Chances are, if you’re following your favorite writers, you may have come across NaNoWriMo, or National Novel Writing Month, before. If you haven’t, and even for those who might have heard of it but don’t really know what it’s all about, it takes place every year in the month of November. Started in 1998 by Chris Baty and some of his friends, the objective is simple: write 50,000 words during the month of November.
So why should you care about NaNoWriMo?
A couple reasons:
Writers are, at bottom, natural communicators. We may not all be extroverts, but the act of writing is first an act of self-knowledge and second an act of disclosure, an attempt to make clear the interior of our landscape. Communication takes two people: the one speaking, and the one listening. If your favorite author is participating, and talks about it on their blog, why not drop them a note and say, “Good luck.” It’ll mean the world to them, and you’ll get to see into their world a little deeper.

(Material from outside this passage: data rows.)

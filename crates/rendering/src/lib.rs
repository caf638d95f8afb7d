//! Rendering surface for the dispatch simulation.
//!
//! Strictly a consumer of engine snapshots: the network is drawn from the
//! immutable `Network` resource, vehicles from per-frame
//! `VehicleSnapshot`s, and all writes back into the engine go through
//! `SimCommand` events emitted by the keyboard glue in [`input`].

use bevy::prelude::*;

pub mod camera;
pub mod input;
pub mod network_render;
pub mod vehicle_render;

use vehicle_render::VehicleSprites;

pub struct RenderingPlugin;

impl Plugin for RenderingPlugin {
    fn build(&self, app: &mut App) {
        app.init_resource::<VehicleSprites>()
            .add_systems(Startup, (camera::setup_camera, network_render::spawn_stop_labels))
            .add_systems(
                Update,
                (
                    input::keyboard_commands,
                    network_render::draw_network,
                    vehicle_render::sync_vehicle_sprites,
                ),
            );
    }
}
//! Deterministic simulation RNG resource.
//!
//! Wraps `ChaCha8Rng` so identical seeds produce identical dispatch
//! schedules. Systems that need randomness take `ResMut<SimRng>` and use
//! `rng.0` instead of `rand::thread_rng()`.

use bevy::prelude::*;
use rand::SeedableRng;
use rand_chacha::ChaCha8Rng;

/// Default seed used when no explicit seed is provided.
const DEFAULT_SEED: u64 = 42;

#[derive(Resource)]
pub struct SimRng(pub ChaCha8Rng);

impl Default for SimRng {
    fn default() -> Self {
        Self(ChaCha8Rng::seed_from_u64(DEFAULT_SEED))
    }
}

impl SimRng {
    /// Create a new `SimRng` seeded from the given `u64` value.
    pub fn from_seed_u64(seed: u64) -> Self {
        Self(ChaCha8Rng::seed_from_u64(seed))
    }
}
//! Unit tests for the vehicle state machine and fleet run state.

#[cfg(test)]
mod tests {
    use bevy::prelude::*;
    use rand::SeedableRng;
    use rand_chacha::ChaCha8Rng;

    use crate::dispatch::DispatchEntry;
    use crate::fleet::state::FleetState;
    use crate::fleet::types::{RoutingFault, Vehicle, VehicleEvent, VehicleState};
    use crate::network::{EdgeDef, Network, RouteDefinition, Stop, StopKind};

    /// Straight three-stop line: 1 -> 2 -> 3, one route over all of it.
    fn line_network() -> Network {
        let stop = |id, x| Stop {
            id,
            code: format!("S{id}"),
            name: format!("Stop {id}"),
            x,
            y: 0.0,
            kind: if id == 2 {
                StopKind::Stop
            } else {
                StopKind::Terminal
            },
        };
        let edge = |from, to| EdgeDef {
            from,
            to,
            curve_x: 0.0,
            curve_y: 0.0,
        };
        Network::from_parts(
            vec![stop(1, 0.0), stop(2, 100.0), stop(3, 200.0)],
            vec![edge(1, 2), edge(2, 3)],
            vec![RouteDefinition {
                id: 1,
                name: "Line".into(),
                stop_ids: vec![1, 2, 3],
                color: [200, 40, 40],
            }],
        )
    }

    fn spawn_on_line(network: &Network, now_ms: f64) -> Vehicle {
        Vehicle::spawn(0, 1, [200, 40, 40], vec![1, 2, 3], network, now_ms)
    }

    #[test]
    fn three_stop_trip_timeline() {
        // segment_travel=2000ms, stop_dwell=1000ms, final_dwell=2000ms:
        // MOVING 0-2000, WAITING 2000-3000, MOVING 3000-5000,
        // WAITING_FINAL 5000-7000, FINISHED at 7000.
        let network = line_network();
        let mut vehicle = spawn_on_line(&network, 0.0);
        assert_eq!(vehicle.state, VehicleState::Moving);

        assert_eq!(vehicle.advance(1000.0, &network), None);
        assert_eq!(vehicle.state, VehicleState::Moving);

        let arrival = vehicle.advance(2000.0, &network);
        assert_eq!(arrival, Some(VehicleEvent::Arrived(2)));
        assert_eq!(vehicle.state, VehicleState::Waiting);

        assert_eq!(vehicle.advance(2999.0, &network), None);
        assert_eq!(vehicle.state, VehicleState::Waiting);

        // Dwell over: back on the road for the second segment.
        assert_eq!(vehicle.advance(3000.5, &network), None);
        assert_eq!(vehicle.state, VehicleState::Moving);
        assert_eq!(vehicle.leg, 1);

        let final_arrival = vehicle.advance(5000.5, &network);
        assert_eq!(final_arrival, Some(VehicleEvent::Arrived(3)));
        assert_eq!(vehicle.state, VehicleState::WaitingFinal);

        assert_eq!(vehicle.advance(7000.0, &network), None);
        assert_eq!(vehicle.state, VehicleState::WaitingFinal);

        let completion = vehicle.advance(7000.6, &network);
        assert_eq!(
            completion,
            Some(VehicleEvent::Completed {
                route_id: 1,
                fault: None
            })
        );
        assert!(vehicle.is_finished());

        // Absorbing: no further events.
        assert_eq!(vehicle.advance(9000.0, &network), None);
        assert!(vehicle.is_finished());
    }

    #[test]
    fn moving_interpolates_along_the_segment() {
        let network = line_network();
        let mut vehicle = spawn_on_line(&network, 0.0);
        vehicle.advance(1000.0, &network);
        // Halfway through a straight 0->100 segment.
        assert!((vehicle.position.x - 50.0).abs() < 1e-3);
        assert!(vehicle.position.y.abs() < 1e-3);
        assert!(vehicle.heading_degrees.abs() < 1e-3);
    }

    #[test]
    fn waiting_position_is_frozen_at_arrival_point() {
        let network = line_network();
        let mut vehicle = spawn_on_line(&network, 0.0);
        vehicle.advance(2000.0, &network);
        let at_stop = vehicle.position;
        vehicle.advance(2500.0, &network);
        assert_eq!(vehicle.position, at_stop);
        assert_eq!(at_stop, Vec2::new(100.0, 0.0));
    }

    #[test]
    fn lane_offset_is_render_only() {
        let network = line_network();
        let mut vehicle = spawn_on_line(&network, 0.0);
        vehicle.advance(500.0, &network);
        let rendered = vehicle.render_position();
        assert_ne!(rendered, vehicle.position);
        // Heading east, route 1 -> lane 1 -> half a lane width below centre.
        assert!((rendered.x - vehicle.position.x).abs() < 1e-3);
        assert!(rendered.y < vehicle.position.y - 1.0);
        // The offset never leaks into logical arrival timing.
        let event = vehicle.advance(2000.0, &network);
        assert_eq!(event, Some(VehicleEvent::Arrived(2)));
    }

    #[test]
    fn missing_edge_degrades_to_finished_with_fault() {
        let network = line_network();
        // No 1 -> 3 edge exists.
        let mut vehicle = Vehicle::spawn(0, 1, [0, 0, 0], vec![1, 3], &network, 0.0);
        let event = vehicle.advance(16.0, &network);
        assert_eq!(
            event,
            Some(VehicleEvent::Completed {
                route_id: 1,
                fault: Some(RoutingFault::MissingEdge { from: 1, to: 3 }),
            })
        );
        assert!(vehicle.is_finished());
    }

    #[test]
    fn unknown_stop_degrades_to_finished_with_fault() {
        let network = line_network();
        let mut vehicle = Vehicle::spawn(0, 1, [0, 0, 0], vec![1, 99], &network, 0.0);
        let event = vehicle.advance(16.0, &network);
        assert_eq!(
            event,
            Some(VehicleEvent::Completed {
                route_id: 1,
                fault: Some(RoutingFault::UnknownStop(99)),
            })
        );
    }

    #[test]
    fn single_stop_path_goes_straight_to_final_dwell() {
        let network = line_network();
        let mut vehicle = Vehicle::spawn(0, 1, [0, 0, 0], vec![2], &network, 0.0);
        assert_eq!(vehicle.state, VehicleState::WaitingFinal);
        assert_eq!(vehicle.position, Vec2::new(100.0, 0.0));
        let event = vehicle.advance(2000.5, &network);
        assert_eq!(
            event,
            Some(VehicleEvent::Completed {
                route_id: 1,
                fault: None
            })
        );
    }

    #[test]
    fn completion_is_counted_once_and_vehicle_removed_same_tick() {
        let network = line_network();
        let mut fleet = FleetState::default();
        fleet.stop_run(); // ensure defaults
        let mut rng = ChaCha8Rng::seed_from_u64(1);
        fleet.start_run(&network, &[], 0, &mut rng);
        fleet.spawn_vehicle(&network, 1, 0.0);
        assert_eq!(fleet.telemetry[&1].active, 1);

        // Run the whole trip with a coarse tick.
        let mut now = 0.0;
        let mut completions = 0;
        while !fleet.vehicles.is_empty() && now < 20_000.0 {
            now += 100.0;
            for event in fleet.advance_vehicles(now, &network) {
                if matches!(event, VehicleEvent::Completed { .. }) {
                    completions += 1;
                }
            }
        }
        assert_eq!(completions, 1);
        assert!(fleet.vehicles.is_empty());
        // Counted and removed in the same tick, never both states at once.
        assert_eq!(fleet.telemetry[&1].active, 0);
        assert_eq!(fleet.telemetry[&1].completed, 1);
    }

    #[test]
    fn run_spawns_exactly_the_scheduled_count() {
        let network = line_network();
        let mut fleet = FleetState::default();
        let mut rng = ChaCha8Rng::seed_from_u64(11);
        let entries = [DispatchEntry {
            route_id: 1,
            allocated: 2,
            frequency_seconds: 10.0,
        }];
        fleet.start_run(&network, &entries, 20, &mut rng);
        assert_eq!(fleet.schedule.total_spawns(), 2);

        for second in 0..20 {
            fleet.spawn_due(&network, second, second as f64 * 1000.0);
        }
        assert_eq!(fleet.vehicles.len(), 2);
        // The schedule was consumed; replaying the seconds spawns nothing.
        for second in 0..20 {
            fleet.spawn_due(&network, second, 99_000.0);
        }
        assert_eq!(fleet.vehicles.len(), 2);
    }

    #[test]
    fn unknown_route_in_schedule_is_skipped() {
        let network = line_network();
        let mut fleet = FleetState::default();
        assert_eq!(fleet.spawn_vehicle(&network, 99, 0.0), None);
        assert!(fleet.vehicles.is_empty());
    }

    #[test]
    fn stop_run_clears_everything_at_once() {
        let network = line_network();
        let mut fleet = FleetState::default();
        let mut rng = ChaCha8Rng::seed_from_u64(2);
        let entries = [DispatchEntry {
            route_id: 1,
            allocated: 5,
            frequency_seconds: 5.0,
        }];
        fleet.start_run(&network, &entries, 60, &mut rng);
        fleet.spawn_due(&network, fleet.schedule.seconds().next().unwrap(), 0.0);
        assert!(!fleet.vehicles.is_empty());

        fleet.stop_run();
        assert!(fleet.vehicles.is_empty());
        assert!(fleet.schedule.is_empty());
        assert!(fleet.is_idle());
        for telemetry in fleet.telemetry.values() {
            assert_eq!(telemetry.active, 0);
            assert_eq!(telemetry.completed, 0);
        }
    }

    #[test]
    fn telemetry_has_entries_for_idle_routes() {
        let network = Network::default();
        let mut fleet = FleetState::default();
        let mut rng = ChaCha8Rng::seed_from_u64(3);
        fleet.start_run(&network, &[], 10, &mut rng);
        assert_eq!(fleet.telemetry.len(), network.routes.len());
        for telemetry in fleet.telemetry.values() {
            assert_eq!(telemetry.active, 0);
            assert_eq!(telemetry.completed, 0);
        }
    }

    #[test]
    fn snapshots_expose_render_state_only() {
        let network = line_network();
        let mut fleet = FleetState::default();
        let mut rng = ChaCha8Rng::seed_from_u64(4);
        fleet.start_run(&network, &[], 0, &mut rng);
        fleet.spawn_vehicle(&network, 1, 0.0);
        fleet.advance_vehicles(1000.0, &network);

        let snapshots = fleet.snapshots();
        assert_eq!(snapshots.len(), 1);
        let snap = &snapshots[0];
        assert_eq!(snap.route_id, 1);
        assert_eq!(snap.color, [200, 40, 40]);
        assert_eq!(snap.x, fleet.vehicles[0].render_position().x);
    }
}
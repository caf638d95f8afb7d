//! Tunable constants for the dispatch simulation.

/// Wall-clock milliseconds to traverse one edge. Every segment takes the
/// same duration regardless of its drawn length.
pub const SEGMENT_TRAVEL_MS: f64 = 2000.0;

/// Dwell at an intermediate stop, in milliseconds.
pub const STOP_DWELL_MS: f64 = 1000.0;

/// Dwell at the terminal stop (passengers alighting), in milliseconds.
pub const FINAL_DWELL_MS: f64 = 2000.0;

/// Interval of the logical simulation clock: one simulated second per tick.
pub const LOGICAL_TICK_SECONDS: f64 = 1.0;

/// Number of parallel render lanes vehicles are spread across.
pub const LANE_COUNT: u32 = 4;

/// Width of one render lane in world units.
pub const LANE_WIDTH: f32 = 6.0;

/// Passenger capacity per bus.
pub const BUS_CAPACITY: f64 = 20.0;

/// Minimum allowed dispatch interval in seconds.
pub const MIN_FREQUENCY_SEC: f64 = 10.0;

/// Hard cap on buses allocated to a single route.
pub const MAX_BUSES_PER_ROUTE: u32 = 50;

/// Penalty per bus in the allocation objective; higher means fewer buses.
pub const PENALTY_PER_BUS: f64 = 8.0;
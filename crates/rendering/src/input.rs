//! Keyboard glue standing in for the out-of-scope UI chrome.
//!
//! Space     start/stop a dispatch run over a demo allocation
//! M         start a manual trip from the depot to the far harbour terminal
//! Escape    cancel the manual trip

use std::collections::HashMap;

use bevy::prelude::*;

use simulation::allocation::allocate_fleet;
use simulation::dispatch::DispatchEntry;
use simulation::network::StopId;
use simulation::{Network, SimClock, SimCommand};

/// Demo run parameters, in lieu of the external crowd predictor.
const DEMO_FLEET: u32 = 14;
const DEMO_HORIZON_SECONDS: u32 = 120;

/// Synthetic per-stop crowd counts used for the demo allocation.
fn demo_crowds(network: &Network) -> HashMap<StopId, u32> {
    network
        .stops
        .iter()
        .map(|stop| {
            // Busier toward the depot side of the map.
            let crowd = 10 + ((stop.x.abs() / 40.0) as u32) * 5;
            (stop.id, crowd)
        })
        .collect()
}

pub fn keyboard_commands(
    keys: Res<ButtonInput<KeyCode>>,
    network: Res<Network>,
    clock: Res<SimClock>,
    mut commands: EventWriter<SimCommand>,
) {
    if keys.just_pressed(KeyCode::Space) {
        if clock.running {
            commands.send(SimCommand::StopRun);
        } else {
            match allocate_fleet(
                &network,
                &demo_crowds(&network),
                DEMO_FLEET,
                DEMO_HORIZON_SECONDS,
            ) {
                Ok(plan) => {
                    let entries: Vec<DispatchEntry> =
                        plan.routes.iter().map(DispatchEntry::from_plan).collect();
                    info!(
                        "demo plan: {} buses out, {} saved",
                        entries.iter().map(|e| e.allocated).sum::<u32>(),
                        plan.saved_buses
                    );
                    commands.send(SimCommand::StartRun {
                        entries,
                        horizon_seconds: DEMO_HORIZON_SECONDS,
                        seed: None,
                    });
                }
                Err(err) => warn!("demo allocation failed: {err}"),
            }
        }
    }

    if keys.just_pressed(KeyCode::KeyM) {
        let (Some(from), Some(to)) = (network.stop_by_code("B1"), network.stop_by_code("B9"))
        else {
            return;
        };
        commands.send(SimCommand::StartManualTrip {
            from: from.id,
            to: to.id,
        });
    }

    if keys.just_pressed(KeyCode::Escape) {
        commands.send(SimCommand::StopManualTrip);
    }
}
//! The fleet run state: active vehicles, the current dispatch schedule and
//! per-route telemetry, owned by a single resource and mutated only from
//! the tick systems.

use std::collections::BTreeMap;

use bevy::prelude::*;
use rand::Rng;

use super::types::{RouteTelemetry, Vehicle, VehicleEvent, VehicleSnapshot};
use crate::dispatch::{build_schedule, DispatchEntry, DispatchSchedule};
use crate::network::{Network, RouteId};

#[derive(Resource, Debug, Default)]
pub struct FleetState {
    pub vehicles: Vec<Vehicle>,
    pub schedule: DispatchSchedule,
    /// Keyed by route id, with zero-valued entries for every known route so
    /// consumers never have to special-case "no data yet".
    pub telemetry: BTreeMap<RouteId, RouteTelemetry>,
    next_vehicle_id: u32,
}

impl FleetState {
    /// Start a new run: build the dispatch schedule from the plan entries
    /// and reset vehicles and telemetry in one step.
    pub fn start_run(
        &mut self,
        network: &Network,
        entries: &[DispatchEntry],
        horizon_seconds: u32,
        rng: &mut impl Rng,
    ) {
        self.vehicles.clear();
        self.next_vehicle_id = 0;
        self.schedule = build_schedule(entries, horizon_seconds, rng);
        self.reset_telemetry(network);
        info!(
            "run started: {} spawns scheduled over {}s across {} routes",
            self.schedule.total_spawns(),
            horizon_seconds,
            entries.len()
        );
    }

    /// Atomically end the run: no vehicle, schedule entry or counter
    /// survives, so a stale schedule can never be evaluated afterwards.
    pub fn stop_run(&mut self) {
        self.vehicles.clear();
        self.schedule = DispatchSchedule::default();
        for telemetry in self.telemetry.values_mut() {
            *telemetry = RouteTelemetry::default();
        }
    }

    fn reset_telemetry(&mut self, network: &Network) {
        self.telemetry = network
            .routes
            .iter()
            .map(|r| (r.id, RouteTelemetry::default()))
            .collect();
    }

    /// Spawn every vehicle the schedule lists for `second`. Routes whose
    /// definition has vanished or is empty are skipped with a warning; one
    /// bad route must not stop the rest of the fleet.
    pub fn spawn_due(&mut self, network: &Network, second: u32, now_ms: f64) {
        let due = self.schedule.take_at(second);
        for route_id in due {
            self.spawn_vehicle(network, route_id, now_ms);
        }
    }

    /// Spawn one vehicle on `route_id`, returning its id.
    pub fn spawn_vehicle(
        &mut self,
        network: &Network,
        route_id: RouteId,
        now_ms: f64,
    ) -> Option<u32> {
        let Some(route) = network.route(route_id) else {
            warn!("scheduled spawn for unknown route {route_id}, skipping");
            return None;
        };
        if route.stop_ids.is_empty() {
            warn!("route {route_id} has no stops, skipping spawn");
            return None;
        }
        let id = self.next_vehicle_id;
        self.next_vehicle_id += 1;
        self.vehicles.push(Vehicle::spawn(
            id,
            route_id,
            route.color,
            route.stop_ids.clone(),
            network,
            now_ms,
        ));
        if let Some(telemetry) = self.telemetry.get_mut(&route_id) {
            telemetry.active += 1;
        }
        Some(id)
    }

    /// Advance every vehicle to `now_ms`, fold completions into telemetry,
    /// and drop finished vehicles in the same tick their completion is
    /// counted. Returns the tick's events for downstream consumers.
    pub fn advance_vehicles(&mut self, now_ms: f64, network: &Network) -> Vec<VehicleEvent> {
        let mut events = Vec::new();
        for vehicle in &mut self.vehicles {
            if let Some(event) = vehicle.advance(now_ms, network) {
                if let VehicleEvent::Completed { route_id, fault } = &event {
                    if let Some(f) = fault {
                        warn!("vehicle {} on route {route_id} aborted: {f:?}", vehicle.id);
                    }
                    if let Some(telemetry) = self.telemetry.get_mut(route_id) {
                        telemetry.completed += 1;
                    }
                }
                events.push(event);
            }
        }
        self.vehicles.retain(|v| !v.is_finished());

        // Recompute the point-in-time active counts from the surviving set.
        for telemetry in self.telemetry.values_mut() {
            telemetry.active = 0;
        }
        for vehicle in &self.vehicles {
            if let Some(telemetry) = self.telemetry.get_mut(&vehicle.route_id) {
                telemetry.active += 1;
            }
        }
        events
    }

    /// Copy-out of every active vehicle's visual state for the renderer.
    pub fn snapshots(&self) -> Vec<VehicleSnapshot> {
        self.vehicles.iter().map(Vehicle::snapshot).collect()
    }

    /// True once the schedule is exhausted and no vehicle is still out.
    pub fn is_idle(&self) -> bool {
        self.vehicles.is_empty() && self.schedule.is_empty()
    }
}
//! Shortest-path search over the directed stop graph.

use pathfinding::prelude::bfs;

use crate::network::{Network, StopId};

/// Shortest unweighted path from `start` to `end`, or `None` if no directed
/// path exists.
///
/// `start == end` is trivially reachable and returns the single-element
/// path, matching how manual trips treat a self-route. Otherwise a
/// breadth-first search visits each stop at most once, so the first path to
/// reach `end` has the minimum edge count; ties resolve by edge-insertion
/// order. Pure and safe to call from anywhere, including tests, without
/// coordination.
pub fn shortest_path(start: StopId, end: StopId, network: &Network) -> Option<Vec<StopId>> {
    if start == end {
        return Some(vec![start]);
    }
    bfs(
        &start,
        |&stop| network.directed_successors(stop),
        |&stop| stop == end,
    )
}
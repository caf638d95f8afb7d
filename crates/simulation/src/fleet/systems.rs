//! ECS systems driving the fleet.
//!
//! Spawning runs on `FixedUpdate`, triggered only by the logical clock;
//! continuous advancement and telemetry run on `Update`, once per render
//! frame. Both mutate the single `FleetState` resource, and Bevy runs each
//! system to completion, so no tick ever observes half-updated state.

use bevy::prelude::*;

use super::state::FleetState;
use super::types::{RoutingFault, VehicleEvent};
use crate::clock::SimClock;
use crate::network::{Network, RouteId};

/// Completion notification for telemetry consumers, emitted once per
/// vehicle that reaches `Finished`.
#[derive(Event, Debug, Clone)]
pub struct RouteCompleted {
    pub route_id: RouteId,
    /// `Some` when the trip ended through a routing fault rather than a
    /// genuine arrival.
    pub fault: Option<RoutingFault>,
}

/// System (`FixedUpdate`): spawn the vehicles scheduled for the current
/// logical second. Runs before the clock ticks so second 0 is honoured.
pub fn spawn_scheduled(
    time: Res<Time>,
    clock: Res<SimClock>,
    network: Res<Network>,
    mut fleet: ResMut<FleetState>,
) {
    if !clock.running {
        return;
    }
    let now_ms = time.elapsed_secs_f64() * 1000.0;
    fleet.spawn_due(&network, clock.second, now_ms);
}

/// System (`Update`): advance every vehicle one render tick and emit
/// completion events.
pub fn advance_fleet(
    time: Res<Time>,
    network: Res<Network>,
    mut fleet: ResMut<FleetState>,
    mut completions: EventWriter<RouteCompleted>,
) {
    if fleet.vehicles.is_empty() {
        return;
    }
    let now_ms = time.elapsed_secs_f64() * 1000.0;
    for event in fleet.advance_vehicles(now_ms, &network) {
        if let VehicleEvent::Completed { route_id, fault } = event {
            completions.send(RouteCompleted { route_id, fault });
        }
    }
}
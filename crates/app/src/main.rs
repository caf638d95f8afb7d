use bevy::prelude::*;

use rendering::RenderingPlugin;
use simulation::SimulationPlugin;

fn main() {
    App::new()
        .add_plugins(DefaultPlugins.set(WindowPlugin {
            primary_window: Some(Window {
                title: "Fleetmap".to_string(),
                ..default()
            }),
            ..default()
        }))
        .add_plugins((SimulationPlugin, RenderingPlugin))
        .run();
}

Voracious readers are, many times, good storytellers. They have an ear for Story because they read so much. I remember I was at a reader convention a few year ago, and behind me in line were two ladies waiting to get into the same event. They noticed my “author” badge, and the one lit up right away. “You’re an author?” I said that I was, and asked what they liked to read. I noticed the one was super talkative, excited, and clearly gaga to be at an event where she could meet real authors. I asked her, “I bet you’re a born storyteller. You ever thought about writing?” She gaped at me. Her friend, though, seized her arm and said, “You are!” She turned to me. “She is. You have no idea!” She turned back to her friend, still clamped to her arm. “You always are telling stories! You…” and off she went, telling her friend that she was a storyteller, that she could maybe write a book someday, and of course it would be a good story.
This is not an isolated incident. I’ve met many, many writers who just don’t know they’re writers yet.
So if this is you, or someone you know, why not give NaNo a try? You don’t even have to tell anyone. Check out the NaNo site, and poke around for groups in your area or have a conversation on the forums. Last year, over 430,000 thousand people participated around the world. There’s no reason you can’t be one of them.
Go ahead. Write something. I won’t tell on you.